« Le non rapatriement nous prive de centaines de milliards de F »

Abbas Mahamat Tolli, gouverneur de la Banque des Etats de l’Afrique centrale.

Monsieur le gouverneur, en 2019, de nouvelles dispositions de la règlementation des changes sont entrées en vigueur, dont celles amenant les entreprises du secteur extractif à respecter certaines obligations, dont la domiciliation des exportations, la non-détention des comptes en devises on-shore et off-shore et le rapatriement des recettes d’exportation. Où en est-on avec leur mise en œuvre à ce jour ? 
Je vous remercie pour cet entretien qui tombe à point nommé et me donne l’occasion d’apporter des précisions sur les dispositions et la mise en œuvre de la nouvelle réglementation des changes qui connaitra une évolution significative à compter du 1er janvier 2022. De fait, le nouveau corpus réglementaire entré en vigueur en 2019, qui abroge le règlement de 2000, prescrivait un délai de six mois de mise en conformité avec les nouvelles dispositions de la réglementation des changes à tous les agents économiques de la CEMAC. Ce délai leur permettait notamment d’entamer toutes les démarches nécessaires auprès de la BEAC afin de régulariser leurs comptes en devises ouverts tant à l’intérieur qu’à l’extérieur de la CEMAC. Ces derniers sont désormais soumis à une autorisation préalable de la BEAC conformément aux nouvelles dispositions. Or, il faut l’admettre, rares sont les entreprises pétrolières et minières qui ont entamé une quelconque démarche de régularisation. Malgré cet état de fait, la BEAC n’a eu de cesse de sensibiliser ces agents économiques aux dispositions de change communautaires. Dans ce cadre, deux moratoires successifs ont été accordés à ces entreprises depuis 2019 afin d’échanger concrètement sur toutes les spécificités liées aux opérations de leur secteur et de permettre à la BEAC de mettre en place un dispositif leur permettant d’opérer dans le respect de la règlementation des changes. Des souplesses et facilités ont ainsi été apportées par la BEAC et ce dispositif sera donc applicable aux entreprises du secteur extractif à compter du 1er janvier 2022.
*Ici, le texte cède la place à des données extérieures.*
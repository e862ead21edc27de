// SPDX-License-Identifier: BUSL-1.1
// Copyright (c) 2026 Alfred Jean LLC

//! Runtime API surface: template CRUD, activation, run-now, display
//! profile, and status. Every operation returns a uniform
//! `{ok, errors, data}` envelope and mutates nothing on failure.

use crate::runtime::Runtime;
use crate::RuntimeError;
use plash_core::{
    is_valid_template_id, iso_from_epoch_ms, Clock, DashboardTemplate, DisplayProfile,
    DisplayProfilePatch, RunArtifact, RunStatus, RunTrigger, RuntimeState,
};
use plash_engine::{validate_field_pointers, validate_template_value};
use serde::Serialize;
use serde_json::Value;

/// Uniform operation result.
#[derive(Debug, Clone, Serialize)]
pub struct ApiResponse<T> {
    pub ok: bool,
    pub errors: Vec<String>,
    #[serde(skip_serializing_if = "Option::is_none")]
    pub data: Option<T>,
}

impl<T> ApiResponse<T> {
    pub fn ok(data: T) -> Self {
        Self { ok: true, errors: Vec::new(), data: Some(data) }
    }

    pub fn ok_empty() -> Self {
        Self { ok: true, errors: Vec::new(), data: None }
    }

    pub fn failure(errors: Vec<String>) -> Self {
        Self { ok: false, errors, data: None }
    }

    pub fn failure_with(errors: Vec<String>, data: T) -> Self {
        Self { ok: false, errors, data: Some(data) }
    }
}

/// Snapshot returned by `status`.
#[derive(Debug, Clone, Serialize)]
pub struct StatusData {
    pub active_template_id: Option<String>,
    pub template_count: usize,
    pub enabled_count: usize,
    pub in_flight: Vec<String>,
    pub state: RuntimeState,
}

impl<C: Clock> Runtime<C> {
    /// Validate shape → pointers → publishability, then parse.
    async fn validate_template(&self, value: &Value) -> Result<DashboardTemplate, Vec<String>> {
        let shape_errors = validate_template_value(value);
        if !shape_errors.is_empty() {
            return Err(shape_errors);
        }
        let template: DashboardTemplate = serde_json::from_value(value.clone())
            .map_err(|err| vec![format!("template parse failed: {err}")])?;
        validate_field_pointers(&template).map_err(|err| vec![err.to_string()])?;

        // The skeleton alone must already be publishable.
        self.publisher
            .validate_only(&template.base_dashboard, &self.effective_profile())
            .await
            .map_err(|err| vec![err.to_string()])?;
        Ok(template)
    }

    /// Create a template. The first template created becomes active.
    pub async fn template_create(&self, value: &Value) -> ApiResponse<DashboardTemplate> {
        let _guard = self.template_mutations.lock().await;
        let template = match self.validate_template(value).await {
            Ok(template) => template,
            Err(errors) => return ApiResponse::failure(errors),
        };

        match self.templates.get(&template.id) {
            Ok(Some(_)) => {
                return ApiResponse::failure(vec![
                    RuntimeError::TemplateConflict(template.id.clone()).to_string()
                ])
            }
            Ok(None) => {}
            Err(err) => return ApiResponse::failure(vec![err.to_string()]),
        }
        if let Err(err) = self.templates.upsert(&template) {
            return ApiResponse::failure(vec![err.to_string()]);
        }

        let needs_activation = self.state_snapshot().active_template_id.is_none();
        if needs_activation {
            if let Err(err) =
                self.mutate_state(|state| state.active_template_id = Some(template.id.clone()))
            {
                return ApiResponse::failure(vec![err.to_string()]);
            }
        }
        tracing::info!(template_id = %template.id, activated = needs_activation, "template created");
        ApiResponse::ok(template)
    }

    /// Replace an existing template after full revalidation.
    pub async fn template_update(&self, value: &Value) -> ApiResponse<DashboardTemplate> {
        let _guard = self.template_mutations.lock().await;
        let template = match self.validate_template(value).await {
            Ok(template) => template,
            Err(errors) => return ApiResponse::failure(errors),
        };

        match self.templates.get(&template.id) {
            Ok(Some(_)) => {}
            Ok(None) => {
                return ApiResponse::failure(vec![
                    RuntimeError::TemplateNotFound(template.id.clone()).to_string()
                ])
            }
            Err(err) => return ApiResponse::failure(vec![err.to_string()]),
        }
        if let Err(err) = self.templates.upsert(&template) {
            return ApiResponse::failure(vec![err.to_string()]);
        }
        tracing::info!(template_id = %template.id, "template updated");
        ApiResponse::ok(template)
    }

    /// Deep-copy a template under a new id.
    pub async fn template_copy(
        &self,
        src_id: &str,
        dst_id: &str,
        new_name: Option<&str>,
        activate: bool,
    ) -> ApiResponse<DashboardTemplate> {
        let _guard = self.template_mutations.lock().await;
        if !is_valid_template_id(dst_id) {
            return ApiResponse::failure(vec![format!("id invalid: {dst_id:?}")]);
        }

        let source = match self.templates.get(src_id) {
            Ok(Some(template)) => template,
            Ok(None) => {
                return ApiResponse::failure(vec![
                    RuntimeError::TemplateNotFound(src_id.to_string()).to_string()
                ])
            }
            Err(err) => return ApiResponse::failure(vec![err.to_string()]),
        };
        match self.templates.get(dst_id) {
            Ok(Some(_)) => {
                return ApiResponse::failure(vec![
                    RuntimeError::TemplateConflict(dst_id.to_string()).to_string()
                ])
            }
            Ok(None) => {}
            Err(err) => return ApiResponse::failure(vec![err.to_string()]),
        }

        let mut copy = source.clone();
        copy.id = dst_id.to_string();
        copy.name = new_name.map(str::to_string).unwrap_or_else(|| format!("{} Copy", source.name));
        if let Err(err) = self.templates.upsert(&copy) {
            return ApiResponse::failure(vec![err.to_string()]);
        }

        let should_activate = activate || self.state_snapshot().active_template_id.is_none();
        if should_activate {
            if let Err(err) =
                self.mutate_state(|state| state.active_template_id = Some(copy.id.clone()))
            {
                return ApiResponse::failure(vec![err.to_string()]);
            }
        }
        tracing::info!(src = src_id, dst = dst_id, activated = should_activate, "template copied");
        ApiResponse::ok(copy)
    }

    /// Delete a template; the active pointer falls back to the first
    /// remaining template in id order, or null.
    pub async fn template_delete(&self, template_id: &str) -> ApiResponse<Value> {
        let _guard = self.template_mutations.lock().await;
        match self.templates.get(template_id) {
            Ok(Some(_)) => {}
            Ok(None) => {
                return ApiResponse::failure(vec![
                    RuntimeError::TemplateNotFound(template_id.to_string()).to_string()
                ])
            }
            Err(err) => return ApiResponse::failure(vec![err.to_string()]),
        }

        if let Err(err) = self.templates.remove(template_id) {
            return ApiResponse::failure(vec![err.to_string()]);
        }
        if let Err(err) = self.runs.remove_all(template_id) {
            tracing::warn!(template_id, error = %err, "run history cleanup failed");
        }
        match std::fs::remove_dir_all(self.paths.template_rendered_dir(template_id)) {
            Ok(()) => {}
            Err(err) if err.kind() == std::io::ErrorKind::NotFound => {}
            Err(err) => tracing::warn!(template_id, error = %err, "rendered cleanup failed"),
        }

        let fallback = match self.templates.list() {
            Ok(remaining) => remaining.first().map(|t| t.id.clone()),
            Err(err) => return ApiResponse::failure(vec![err.to_string()]),
        };
        let reassigned = {
            let state = self.state_snapshot();
            state.active_template_id.as_deref() == Some(template_id)
        };
        let result = self.mutate_state(|state| {
            state.template_runs.remove(template_id);
            if state.active_template_id.as_deref() == Some(template_id) {
                state.active_template_id = fallback.clone();
            }
        });
        if let Err(err) = result {
            return ApiResponse::failure(vec![err.to_string()]);
        }
        tracing::info!(template_id, reassigned, "template deleted");
        ApiResponse::ok_empty()
    }

    /// Point the live dashboard at another template. Observational only:
    /// no run is triggered.
    pub async fn template_activate(&self, template_id: &str) -> ApiResponse<Value> {
        let _guard = self.template_mutations.lock().await;
        match self.templates.get(template_id) {
            Ok(Some(_)) => {}
            Ok(None) => {
                return ApiResponse::failure(vec![
                    RuntimeError::TemplateNotFound(template_id.to_string()).to_string()
                ])
            }
            Err(err) => return ApiResponse::failure(vec![err.to_string()]),
        }
        if let Err(err) =
            self.mutate_state(|state| state.active_template_id = Some(template_id.to_string()))
        {
            return ApiResponse::failure(vec![err.to_string()]);
        }
        tracing::info!(template_id, "template activated");
        ApiResponse::ok_empty()
    }

    pub fn template_get(&self, template_id: &str) -> ApiResponse<DashboardTemplate> {
        match self.templates.get(template_id) {
            Ok(Some(template)) => ApiResponse::ok(template),
            Ok(None) => ApiResponse::failure(vec![
                RuntimeError::TemplateNotFound(template_id.to_string()).to_string()
            ]),
            Err(err) => ApiResponse::failure(vec![err.to_string()]),
        }
    }

    pub fn template_list(&self) -> ApiResponse<Vec<DashboardTemplate>> {
        match self.templates.list() {
            Ok(templates) => ApiResponse::ok(templates),
            Err(err) => ApiResponse::failure(vec![err.to_string()]),
        }
    }

    /// Run a template immediately, bypassing the due-time gate. A run
    /// already in flight fails fast; the rejection artifact is returned
    /// but never persisted.
    pub async fn run_now(&self, template_id: &str) -> ApiResponse<RunArtifact> {
        let template = match self.templates.get(template_id) {
            Ok(Some(template)) => template,
            Ok(None) => {
                return ApiResponse::failure(vec![
                    RuntimeError::TemplateNotFound(template_id.to_string()).to_string()
                ])
            }
            Err(err) => return ApiResponse::failure(vec![err.to_string()]),
        };

        if !self.try_begin(template_id) {
            let now = iso_from_epoch_ms(self.clock.epoch_ms());
            let message = "run already in progress".to_string();
            let rejection = RunArtifact {
                template_id: template_id.to_string(),
                trigger: RunTrigger::Manual,
                status: RunStatus::Failed,
                started_at: now.clone(),
                finished_at: now,
                duration_ms: 0,
                attempt_count: 0,
                published: false,
                errors: vec![message.clone()],
                fill_response: None,
            };
            return ApiResponse::failure_with(vec![message], rejection);
        }

        let artifact = self.execute(template, RunTrigger::Manual).await;
        match artifact.status {
            RunStatus::Success => ApiResponse::ok(artifact),
            RunStatus::Failed => {
                let errors = artifact.errors.clone();
                ApiResponse::failure_with(errors, artifact)
            }
        }
    }

    /// Recent run artifacts for a template, newest first.
    pub fn run_history(&self, template_id: &str, n: usize) -> ApiResponse<Vec<RunArtifact>> {
        match self.runs.latest(template_id, n) {
            Ok(artifacts) => ApiResponse::ok(artifacts),
            Err(err) => ApiResponse::failure(vec![err.to_string()]),
        }
    }

    /// Merge a partial display-profile update into the effective profile
    /// and persist it in state.
    pub fn display_profile_set(&self, patch: &DisplayProfilePatch) -> ApiResponse<DisplayProfile> {
        let next = self.effective_profile().apply(patch);
        match self.mutate_state(|state| state.display_profile = Some(next)) {
            Ok(_) => ApiResponse::ok(next),
            Err(err) => ApiResponse::failure(vec![err.to_string()]),
        }
    }

    pub fn status(&self) -> ApiResponse<StatusData> {
        let templates = match self.templates.list() {
            Ok(templates) => templates,
            Err(err) => return ApiResponse::failure(vec![err.to_string()]),
        };
        let mut in_flight: Vec<String> = self.in_flight.lock().iter().cloned().collect();
        in_flight.sort();
        ApiResponse::ok(StatusData {
            active_template_id: self.state_snapshot().active_template_id,
            template_count: templates.len(),
            enabled_count: templates.iter().filter(|t| t.enabled).count(),
            in_flight,
            state: self.state_snapshot(),
        })
    }
}

#[cfg(test)]
#[path = "api_tests.rs"]
mod tests;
Il y a quelques semaines, à Washington, vous avez rappelé à ces entreprises la date butoir du 31 décembre 2021 pour définitivement se mettre en règle. Avez-vous l’impression que cet ultimatum a eu l’effet escompté ? 
Comme souligné précédemment, la BEAC s’est toujours employée à communiquer et sensibiliser les parties prenantes sur les nouvelles dispositions de la réglementation des changes, et ce depuis 2019. Cette attitude a grandement contribué à créer un canal d’échanges avec les entreprises des secteurs pétroliers et miniers de la CEMAC permettant la mise sur pied d’un dispositif d’application de la réglementation des changes adéquat pour ces entreprises et dans le respect des intérêts de la Sous-région. La date butoir fixée ne doit pas être prise comme un ultimatum mais plutôt comme l’aboutissement normal de toutes les discussions et procédures entamées depuis deux ans. Les entreprises du secteur extractif ont également fait preuve d’ouverture après avoir compris l’intérêt de cette réglementation pour nos pays et pour leurs affaires. 
En tout état de cause, les chefs d’Etat de la CEMAC ont rappelé, lors du Sommet extraordinaire du 18 août 2021 à Yaoundé, leur volonté de faire appliquer la réglementation des changes à tous les secteurs d’activités à compter du 1er janvier 2022 afin de disposer d’un instrument de politique de change compatible avec notre régime monétaire. Aussi, il est de bon ton que ce secteur, qui est de loin le pourvoyeur de devises de notre sous-région, participe à sa juste mesure à la consolidation de notre équilibre extérieur et à accroitre la marge de financement de nos économies, sans remettre en cause leur capacité de développement dans notre espace communautaire.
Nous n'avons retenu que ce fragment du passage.